OK, I'm trying to make a point here. Uncle Sam is not that generous or that gullible. This is not the way the capital gains tax calculation works, unfortunately. Sigh…

Let me show you how the federal calculation would go, reverting back to Sal's situation.

The first $7550.00 of Sal's income is taxed at 10%, the next $7450.00 is taxed at 15%. This makes up the 15K/year Sal earns as ordinary income.

Now his gain was 450K. The first $23,200.00 of that 450K gain is taxed at 5% capital gains rate. You see, although the gain is not ordinary income, it is considered towards Sal's gross income and sets his tax brackets. At $30,651.00 and above, Sal now enters into the 25% and above Federal Tax Bracket. So, the rest of the 450K gain ($426,800) is now taxed at the maximum long term capital gains rate of 15%.

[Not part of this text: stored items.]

//! The compiled schema artifact
//!
//! Everything here is produced once by [`crate::compiler::compile`] and never
//! mutated afterwards. Cross references are integer IDs into the tables of
//! [`CompiledSchema`], so recursive types need no shared ownership.

pub mod models;
pub mod programs;
pub mod values;

use std::collections::BTreeMap;

pub use models::{
    AllEntry, AllGroup, ContentModel, CounterStep, Dfa, ElementModel, GroupCounter,
    PositionInfo, SequenceItem, SimpleSequence, Symbol, SymbolKind,
};
pub use programs::{
    AtomicKind, CompiledPattern, FacetInstr, FacetOp, IdentityRole, ProgramRef, SimpleTables,
    SimpleValidator, ValidatorId, ValidatorKind,
};
pub use values::{EnumId, EnumSet, EnumTable, ValueBlob, ValueRef};

use crate::components::{DerivationMethod, DerivationSet, Variety, Wildcard};
use crate::limits::Limits;
use crate::namespaces::{NamespaceContext, QName};
use crate::validators::{ContentValidator, SimpleTypeValidator};

/// Type definition ID
#[derive(Debug, Clone, Copy, PartialEq, Eq, Hash, PartialOrd, Ord)]
pub struct TypeId(pub u32);

/// Element declaration ID
#[derive(Debug, Clone, Copy, PartialEq, Eq, Hash, PartialOrd, Ord)]
pub struct ElemId(pub u32);

/// Attribute declaration ID
#[derive(Debug, Clone, Copy, PartialEq, Eq, Hash, PartialOrd, Ord)]
pub struct AttrId(pub u32);

macro_rules! impl_index {
    ($($id:ty),*) => {
        $(impl $id {
            /// Index into the owning table
            pub fn index(&self) -> usize {
                self.0 as usize
            }
        })*
    };
}

impl_index!(TypeId, ElemId, AttrId);

/// TypeId of `xs:anyType`
pub const ANY_TYPE: TypeId = TypeId(0);

/// TypeId of `xs:anySimpleType`
pub const ANY_SIMPLE_TYPE: TypeId = TypeId(1);

/// A `default` or `fixed` value: the lexical and its interned canonical form
#[derive(Debug, Clone, PartialEq, Eq)]
pub struct ValueConstraintRef {
    /// Lexical as written in the schema
    pub lexical: String,
    /// Canonical value in the blob
    pub value: ValueRef,
}

/// Simple type entry
#[derive(Debug, Clone, PartialEq, Eq)]
pub struct SimpleTypeEntry {
    /// Name, for global and built-in types
    pub name: Option<QName>,
    /// Base type (`None` only for anySimpleType's parent chain end)
    pub base: Option<TypeId>,
    /// How the type derives from `base`
    pub derivation: DerivationMethod,
    /// Variety
    pub variety: Variety,
    /// Effective `final`
    pub final_set: DerivationSet,
    /// Compiled validator
    pub validator: ValidatorId,
    /// Built-in type
    pub builtin: bool,
}

/// Complex type entry
#[derive(Debug, Clone, PartialEq, Eq)]
pub struct ComplexTypeEntry {
    /// Name, for global types and anyType
    pub name: Option<QName>,
    /// Base type (`None` for anyType)
    pub base: Option<TypeId>,
    /// How the type derives from `base`
    pub derivation: DerivationMethod,
    /// `abstract`
    pub is_abstract: bool,
    /// `mixed`
    pub mixed: bool,
    /// Effective `block`
    pub block: DerivationSet,
    /// Effective `final`
    pub final_set: DerivationSet,
    /// Merged attribute uses sorted by name
    pub attributes: Vec<AttributeUse>,
    /// Merged attribute wildcard
    pub any_attribute: Option<Wildcard>,
    /// Content model
    pub content: ContentModel,
}

impl ComplexTypeEntry {
    /// Attribute use by name
    pub fn attribute_use(&self, name: &QName) -> Option<&AttributeUse> {
        self.attributes
            .binary_search_by(|u| u.name.cmp(name))
            .ok()
            .map(|i| &self.attributes[i])
    }
}

/// A type definition of any kind
#[derive(Debug, Clone, PartialEq, Eq)]
pub enum TypeEntry {
    /// Simple type
    Simple(SimpleTypeEntry),
    /// Complex type
    Complex(ComplexTypeEntry),
}

impl TypeEntry {
    /// Type name, if any
    pub fn name(&self) -> Option<&QName> {
        match self {
            TypeEntry::Simple(st) => st.name.as_ref(),
            TypeEntry::Complex(ct) => ct.name.as_ref(),
        }
    }

    /// Base type and derivation method
    pub fn base(&self) -> Option<(TypeId, DerivationMethod)> {
        match self {
            TypeEntry::Simple(st) => st.base.map(|b| (b, st.derivation)),
            TypeEntry::Complex(ct) => ct.base.map(|b| (b, ct.derivation)),
        }
    }

    /// Effective `block` (simple types block nothing)
    pub fn block(&self) -> DerivationSet {
        match self {
            TypeEntry::Simple(_) => DerivationSet::empty(),
            TypeEntry::Complex(ct) => ct.block,
        }
    }

    /// The complex entry, if complex
    pub fn as_complex(&self) -> Option<&ComplexTypeEntry> {
        match self {
            TypeEntry::Complex(ct) => Some(ct),
            TypeEntry::Simple(_) => None,
        }
    }

    /// Name for messages, `anonymous` otherwise
    pub fn display_name(&self) -> String {
        self.name()
            .map_or_else(|| "anonymous".to_string(), |n| n.to_string())
    }
}

/// A merged attribute use of a complex type
#[derive(Debug, Clone, PartialEq, Eq)]
pub struct AttributeUse {
    /// Effective name
    pub name: QName,
    /// Declaration
    pub attr: AttrId,
    /// `use="required"`
    pub required: bool,
    /// `use="prohibited"` retained because it carries a fixed value
    pub prohibited: bool,
    /// Effective default
    pub default: Option<ValueConstraintRef>,
    /// Effective fixed value
    pub fixed: Option<ValueConstraintRef>,
    /// Value validator
    pub validator: ValidatorId,
}

/// Identity constraint category
#[derive(Debug, Clone, PartialEq, Eq)]
pub enum IdentityKind {
    /// `xs:unique`
    Unique,
    /// `xs:key`
    Key,
    /// `xs:keyref` with the referenced key
    KeyRef(QName),
}

/// An identity constraint recorded on an element
#[derive(Debug, Clone, PartialEq, Eq)]
pub struct IdentityConstraintEntry {
    /// Qualified constraint name
    pub name: QName,
    /// Category
    pub kind: IdentityKind,
    /// Selector XPath
    pub selector: String,
    /// Field XPaths
    pub fields: Vec<String>,
    /// Prefix bindings for the XPaths
    pub namespaces: NamespaceContext,
}

/// Element registry entry
#[derive(Debug, Clone, PartialEq, Eq)]
pub struct ElementEntry {
    /// Effective name
    pub name: QName,
    /// Declared type
    pub type_id: TypeId,
    /// Text validator for simple and simple-content types
    pub validator: Option<ValidatorId>,
    /// `nillable`
    pub nillable: bool,
    /// `abstract`
    pub is_abstract: bool,
    /// `default`
    pub default: Option<ValueConstraintRef>,
    /// `fixed`
    pub fixed: Option<ValueConstraintRef>,
    /// Effective `block`
    pub block: DerivationSet,
    /// Effective `final`
    pub final_set: DerivationSet,
    /// Substitution-group head
    pub substitution_head: Option<ElemId>,
    /// Identity constraints
    pub constraints: Vec<IdentityConstraintEntry>,
    /// Global declaration
    pub global: bool,
}

/// Attribute registry entry
#[derive(Debug, Clone, PartialEq, Eq)]
pub struct AttributeEntry {
    /// Effective name
    pub name: QName,
    /// Declared simple type
    pub type_id: TypeId,
    /// Value validator
    pub validator: ValidatorId,
    /// Declaration `default`
    pub default: Option<ValueConstraintRef>,
    /// Declaration `fixed`
    pub fixed: Option<ValueConstraintRef>,
    /// Global declaration
    pub global: bool,
}

/// Narrow capability the content validators call back into
pub trait SubstitutionPolicy {
    /// Global element declared with this name
    fn global_element(&self, name: &QName) -> Option<ElemId>;

    /// Whether `actual` may appear where `declared` is expected
    fn is_substitutable(&self, actual: ElemId, declared: ElemId) -> bool;
}

/// Set of derivation methods on the chain from `derived` up to `base`
///
/// `base_of` maps a type to its base and derivation step. Returns `None`
/// when `base` is not an ancestor.
pub fn derivation_path(
    base_of: impl Fn(TypeId) -> Option<(TypeId, DerivationMethod)>,
    derived: TypeId,
    base: TypeId,
) -> Option<DerivationSet> {
    let mut methods = DerivationSet::empty();
    let mut current = derived;
    // chains are acyclic after registration; the bound only guards bad input
    for _ in 0..=u16::MAX {
        if current == base {
            return Some(methods);
        }
        let (next, method) = base_of(current)?;
        methods.insert(method);
        current = next;
    }
    None
}

/// The immutable compiled schema
#[derive(Debug, Clone)]
pub struct CompiledSchema {
    /// Target namespace
    pub target_namespace: Option<String>,
    /// Types by [`TypeId`]
    pub types: Vec<TypeEntry>,
    /// Elements by [`ElemId`]
    pub elements: Vec<ElementEntry>,
    /// Attributes by [`AttrId`]
    pub attributes: Vec<AttributeEntry>,
    /// Simple-type programs, patterns and interned values
    pub tables: SimpleTables,
    /// Named types, built-ins included
    pub global_types: BTreeMap<QName, TypeId>,
    /// Global elements
    pub global_elements: BTreeMap<QName, ElemId>,
    /// Global attributes
    pub global_attributes: BTreeMap<QName, AttrId>,
    /// Head to transitive members, blocked members removed
    pub substitution_groups: BTreeMap<ElemId, Vec<ElemId>>,
    /// Elements carrying identity constraints
    pub elements_with_constraints: Vec<ElemId>,
    /// Simple types to their validators
    pub type_validators: BTreeMap<TypeId, ValidatorId>,
    /// Limits the schema was compiled with
    pub limits: Limits,
}

impl CompiledSchema {
    /// A type by id
    pub fn type_entry(&self, id: TypeId) -> Option<&TypeEntry> {
        self.types.get(id.index())
    }

    /// An element by id
    pub fn element(&self, id: ElemId) -> Option<&ElementEntry> {
        self.elements.get(id.index())
    }

    /// An attribute by id
    pub fn attribute(&self, id: AttrId) -> Option<&AttributeEntry> {
        self.attributes.get(id.index())
    }

    /// Named type lookup
    pub fn type_by_name(&self, name: &QName) -> Option<TypeId> {
        self.global_types.get(name).copied()
    }

    /// Global element lookup
    pub fn element_by_name(&self, name: &QName) -> Option<ElemId> {
        self.global_elements.get(name).copied()
    }

    /// Global attribute lookup
    pub fn attribute_by_name(&self, name: &QName) -> Option<AttrId> {
        self.global_attributes.get(name).copied()
    }

    /// Content model of a complex type
    pub fn content_model(&self, id: TypeId) -> Option<&ContentModel> {
        self.type_entry(id)
            .and_then(TypeEntry::as_complex)
            .map(|ct| &ct.content)
    }

    /// Content models of every complex type, in TypeId order
    pub fn content_models(&self) -> impl Iterator<Item = (TypeId, &ContentModel)> + '_ {
        self.types.iter().enumerate().filter_map(|(i, entry)| {
            entry
                .as_complex()
                .map(|ct| (TypeId(i as u32), &ct.content))
        })
    }

    /// Members of a substitution group
    pub fn substitutes(&self, head: ElemId) -> &[ElemId] {
        self.substitution_groups
            .get(&head)
            .map_or(&[], |members| members.as_slice())
    }

    /// Derivation methods from `derived` up to `base`, `None` if unrelated
    pub fn derivation_methods(&self, derived: TypeId, base: TypeId) -> Option<DerivationSet> {
        derivation_path(
            |id| self.type_entry(id).and_then(TypeEntry::base),
            derived,
            base,
        )
    }

    /// Whether `derived` derives from `base` without using a `blocked` method
    pub fn is_derived_from(&self, derived: TypeId, base: TypeId, blocked: DerivationSet) -> bool {
        self.derivation_methods(derived, base)
            .map_or(false, |methods| !methods.iter().any(|m| blocked.contains(m)))
    }

    /// Validator of a simple type
    pub fn validator_for(&self, id: TypeId) -> Option<ValidatorId> {
        self.type_validators.get(&id).copied()
    }

    /// Reusable content validator for a complex type
    pub fn content_validator(&self, id: TypeId) -> Option<ContentValidator<'_>> {
        self.content_model(id)
            .map(|content| ContentValidator::new(content, self))
    }

    /// Reusable value validator for a simple type
    pub fn simple_validator(&self, id: TypeId) -> Option<SimpleTypeValidator<'_>> {
        self.validator_for(id)
            .map(|validator| SimpleTypeValidator::new(&self.tables, validator))
    }

    /// SHA-256 over the interned representation, hex encoded
    pub fn digest(&self) -> String {
        crate::compiler::digest::digest(self)
    }
}

impl SubstitutionPolicy for CompiledSchema {
    fn global_element(&self, name: &QName) -> Option<ElemId> {
        self.element_by_name(name)
    }

    fn is_substitutable(&self, actual: ElemId, declared: ElemId) -> bool {
        actual == declared || self.substitutes(declared).binary_search(&actual).is_ok()
    }
}

#[cfg(test)]
mod tests {
    use super::*;

    #[test]
    fn test_derivation_path() {
        // 3 -> 2 (extension) -> 0 (restriction)
        let bases = |id: TypeId| match id.0 {
            3 => Some((TypeId(2), DerivationMethod::Extension)),
            2 => Some((TypeId(0), DerivationMethod::Restriction)),
            _ => None,
        };
        let path = derivation_path(bases, TypeId(3), TypeId(0)).unwrap();
        assert!(path.contains(DerivationMethod::Extension));
        assert!(path.contains(DerivationMethod::Restriction));
        assert_eq!(derivation_path(bases, TypeId(3), TypeId(3)), Some(DerivationSet::empty()));
        assert_eq!(derivation_path(bases, TypeId(0), TypeId(3)), None);
    }

    #[test]
    fn test_id_index() {
        assert_eq!(TypeId(4).index(), 4);
        assert_eq!(ElemId(0).index(), 0);
        assert_eq!(AttrId(9).index(), 9);
    }
}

So, instead of owing $22,500.00 (450K x 5%) to the feds, Sal will owe $65,180.00 to the feds ($23,200 x 5% plus $426,800 x 15%).

That's a difference of $42,680.00 and a heck of a shock if you weren't expecting it after you sell your property!

Don't get me wrong. There are a lot of good, qualified, capable professionals out there who do understand how capital gains tax is calculated. But I'm willing to bet for each one, there are another 3 who do not understand or simply misunderstand. They don't come across enough of the above type situations and give bad advice and counsel.

It comes back to the analogy that when you need brain surgery you don't go to a general practitioner to perform it. Find an experienced professional who handles this type of calculation on a regular basis. Get all of the facts before you make any decisions.

And, don't despair. The Capital Gains Tax strategies you do have available are still very powerful and are sanctioned by the IRS. They won't give away the farm, but they will help you plant crops for your future!

Remember, if it sounds too good to be true…that's right - it probably is.